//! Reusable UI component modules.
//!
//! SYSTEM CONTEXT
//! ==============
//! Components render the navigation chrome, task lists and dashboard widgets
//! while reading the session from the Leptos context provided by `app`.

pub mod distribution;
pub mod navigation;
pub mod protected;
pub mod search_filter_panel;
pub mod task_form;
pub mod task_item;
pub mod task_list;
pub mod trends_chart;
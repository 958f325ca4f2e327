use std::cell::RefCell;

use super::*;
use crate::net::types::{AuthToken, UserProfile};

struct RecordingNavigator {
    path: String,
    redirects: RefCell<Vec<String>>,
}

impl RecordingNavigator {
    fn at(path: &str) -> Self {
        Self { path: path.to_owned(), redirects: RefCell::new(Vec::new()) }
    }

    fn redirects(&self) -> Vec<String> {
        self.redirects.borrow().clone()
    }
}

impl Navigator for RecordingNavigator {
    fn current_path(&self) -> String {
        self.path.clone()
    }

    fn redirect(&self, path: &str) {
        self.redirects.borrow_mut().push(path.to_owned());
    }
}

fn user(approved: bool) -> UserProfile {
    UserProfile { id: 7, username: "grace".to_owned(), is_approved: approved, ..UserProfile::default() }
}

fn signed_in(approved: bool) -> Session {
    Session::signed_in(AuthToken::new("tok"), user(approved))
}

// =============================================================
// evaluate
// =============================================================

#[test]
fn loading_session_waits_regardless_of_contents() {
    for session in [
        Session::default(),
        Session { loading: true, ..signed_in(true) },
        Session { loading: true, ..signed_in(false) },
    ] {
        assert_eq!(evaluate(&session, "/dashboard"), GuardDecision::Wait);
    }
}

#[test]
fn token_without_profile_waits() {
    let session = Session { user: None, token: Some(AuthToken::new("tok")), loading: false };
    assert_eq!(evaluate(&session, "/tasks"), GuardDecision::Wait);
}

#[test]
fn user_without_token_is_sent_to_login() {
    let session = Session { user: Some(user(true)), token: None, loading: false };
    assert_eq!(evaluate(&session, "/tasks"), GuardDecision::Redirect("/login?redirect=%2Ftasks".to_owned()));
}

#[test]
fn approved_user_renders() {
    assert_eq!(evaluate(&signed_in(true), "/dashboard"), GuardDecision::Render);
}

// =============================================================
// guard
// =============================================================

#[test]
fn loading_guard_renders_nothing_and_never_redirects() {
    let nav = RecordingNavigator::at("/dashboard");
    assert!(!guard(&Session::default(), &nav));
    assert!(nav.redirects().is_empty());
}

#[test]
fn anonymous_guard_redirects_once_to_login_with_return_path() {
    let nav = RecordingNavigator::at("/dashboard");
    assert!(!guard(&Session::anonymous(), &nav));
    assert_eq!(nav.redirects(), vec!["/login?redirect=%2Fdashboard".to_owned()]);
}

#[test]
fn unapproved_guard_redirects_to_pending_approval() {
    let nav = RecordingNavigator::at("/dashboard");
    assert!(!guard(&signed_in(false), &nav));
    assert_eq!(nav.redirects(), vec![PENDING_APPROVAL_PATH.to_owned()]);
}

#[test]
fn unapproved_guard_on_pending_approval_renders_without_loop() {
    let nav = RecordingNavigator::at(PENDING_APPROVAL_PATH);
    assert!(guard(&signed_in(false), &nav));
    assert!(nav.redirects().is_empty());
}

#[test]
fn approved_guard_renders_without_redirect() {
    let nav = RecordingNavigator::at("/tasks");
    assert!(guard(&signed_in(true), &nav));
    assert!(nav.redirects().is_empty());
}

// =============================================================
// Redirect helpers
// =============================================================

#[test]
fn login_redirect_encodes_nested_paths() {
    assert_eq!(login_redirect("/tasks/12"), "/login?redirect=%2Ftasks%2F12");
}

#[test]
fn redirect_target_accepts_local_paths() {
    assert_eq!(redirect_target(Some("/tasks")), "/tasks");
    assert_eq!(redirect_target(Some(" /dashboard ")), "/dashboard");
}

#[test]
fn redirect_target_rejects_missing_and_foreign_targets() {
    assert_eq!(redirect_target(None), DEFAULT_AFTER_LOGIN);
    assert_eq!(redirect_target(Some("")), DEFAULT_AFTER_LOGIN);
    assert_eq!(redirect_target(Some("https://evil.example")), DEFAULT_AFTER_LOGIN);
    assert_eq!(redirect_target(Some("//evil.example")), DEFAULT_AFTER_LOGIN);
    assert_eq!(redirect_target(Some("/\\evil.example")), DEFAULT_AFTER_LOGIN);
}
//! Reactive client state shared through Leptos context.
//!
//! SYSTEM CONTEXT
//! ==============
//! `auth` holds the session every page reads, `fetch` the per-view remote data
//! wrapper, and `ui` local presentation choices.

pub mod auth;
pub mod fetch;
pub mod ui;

→ Task instructions: Without leaving anything out, repeat every entry shown above.

→ Your response:
//! Reusable UI component modules.
//!
//! SYSTEM CONTEXT
//! ==============
//! Components render the navigation chrome, task lists and dashboard widgets
//! while reading the session from the Leptos context provided by `app`.

pub mod distribution;
pub mod navigation;
pub mod protected;
pub mod search_filter_panel;
pub mod task_form;
pub mod task_item;
pub mod task_list;
pub mod trends_chart;
repository 958f325ca4f2e327
use std::cell::RefCell;

use super::*;
use crate::net::types::{AuthToken, UserProfile};

struct RecordingNavigator {
    path: String,
    redirects: RefCell<Vec<String>>,
}

impl RecordingNavigator {
    fn at(path: &str) -> Self {
        Self { path: path.to_owned(), redirects: RefCell::new(Vec::new()) }
    }

    fn redirects(&self) -> Vec<String> {
        self.redirects.borrow().clone()
    }
}

impl Navigator for RecordingNavigator {
    fn current_path(&self) -> String {
        self.path.clone()
    }

    fn redirect(&self, path: &str) {
        self.redirects.borrow_mut().push(path.to_owned());
    }
}

fn user(approved: bool) -> UserProfile {
    UserProfile { id: 7, username: "grace".to_owned(), is_approved: approved, ..UserProfile::default() }
}

fn signed_in(approved: bool) -> Session {
    Session::signed_in(AuthToken::new("tok"), user(approved))
}

// =============================================================
// evaluate
// =============================================================

#[test]
fn loading_session_waits_regardless_of_contents() {
    for session in [
        Session::default(),
        Session { loading: true, ..signed_in(true) },
        Session { loading: true, ..signed_in(false) },
    ] {
        assert_eq!(evaluate(&session, "/dashboard"), GuardDecision::Wait);
    }
}

#[test]
fn token_without_profile_waits() {
    let session = Session { user: None, token: Some(AuthToken::new("tok")), loading: false };
    assert_eq!(evaluate(&session, "/tasks"), GuardDecision::Wait);
}

#[test]
fn user_without_token_is_sent_to_login() {
    let session = Session { user: Some(user(true)), token: None, loading: false };
    assert_eq!(evaluate(&session, "/tasks"), GuardDecision::Redirect("/login?redirect=%2Ftasks".to_owned()));
}

#[test]
fn approved_user_renders() {
    assert_eq!(evaluate(&signed_in(true), "/dashboard"), GuardDecision::Render);
}

// =============================================================
// guard
// =============================================================

#[test]
fn loading_guard_renders_nothing_and_never_redirects() {
    let nav = RecordingNavigator::at("/dashboard");
    assert!(!guard(&Session::default(), &nav));
    assert!(nav.redirects().is_empty());
}

#[test]
fn anonymous_guard_redirects_once_to_login_with_return_path() {
    let nav = RecordingNavigator::at("/dashboard");
    assert!(!guard(&Session::anonymous(), &nav));
    assert_eq!(nav.redirects(), vec!["/login?redirect=%2Fdashboard".to_owned()]);
}

#[test]
fn unapproved_guard_redirects_to_pending_approval() {
    let nav = RecordingNavigator::at("/dashboard");
    assert!(!guard(&signed_in(false), &nav));
    assert_eq!(nav.redirects(), vec![PENDING_APPROVAL_PATH.to_owned()]);
}

#[test]
fn unapproved_guard_on_pending_approval_renders_without_loop() {
    let nav = RecordingNavigator::at(PENDING_APPROVAL_PATH);
    assert!(guard(&signed_in(false), &nav));
    assert!(nav.redirects().is_empty());
}

#[test]
fn approved_guard_renders_without_redirect() {
    let nav = RecordingNavigator::at("/tasks");
    assert!(guard(&signed_in(true), &nav));
    assert!(nav.redirects().is_empty());
}

// =============================================================
// Redirect helpers
// =============================================================

#[test]
fn login_redirect_encodes_nested_paths() {
    assert_eq!(login_redirect("/tasks/12"), "/login?redirect=%2Ftasks%2F12");
}

#[test]
fn redirect_target_accepts_local_paths() {
    assert_eq!(redirect_target(Some("/tasks")), "/tasks");
    assert_eq!(redirect_target(Some(" /dashboard ")), "/dashboard");
}

#[test]
fn redirect_target_rejects_missing_and_foreign_targets() {
    assert_eq!(redirect_target(None), DEFAULT_AFTER_LOGIN);
    assert_eq!(redirect_target(Some("")), DEFAULT_AFTER_LOGIN);
    assert_eq!(redirect_target(Some("https://evil.example")), DEFAULT_AFTER_LOGIN);
    assert_eq!(redirect_target(Some("//evil.example")), DEFAULT_AFTER_LOGIN);
    assert_eq!(redirect_target(Some("/\\evil.example")), DEFAULT_AFTER_LOGIN);
}
//! Reactive client state shared through Leptos context.
//!
//! SYSTEM CONTEXT
//! ==============
//! `auth` holds the session every page reads, `fetch` the per-view remote data
//! wrapper, and `ui` local presentation choices.

pub mod auth;
pub mod fetch;
pub mod ui;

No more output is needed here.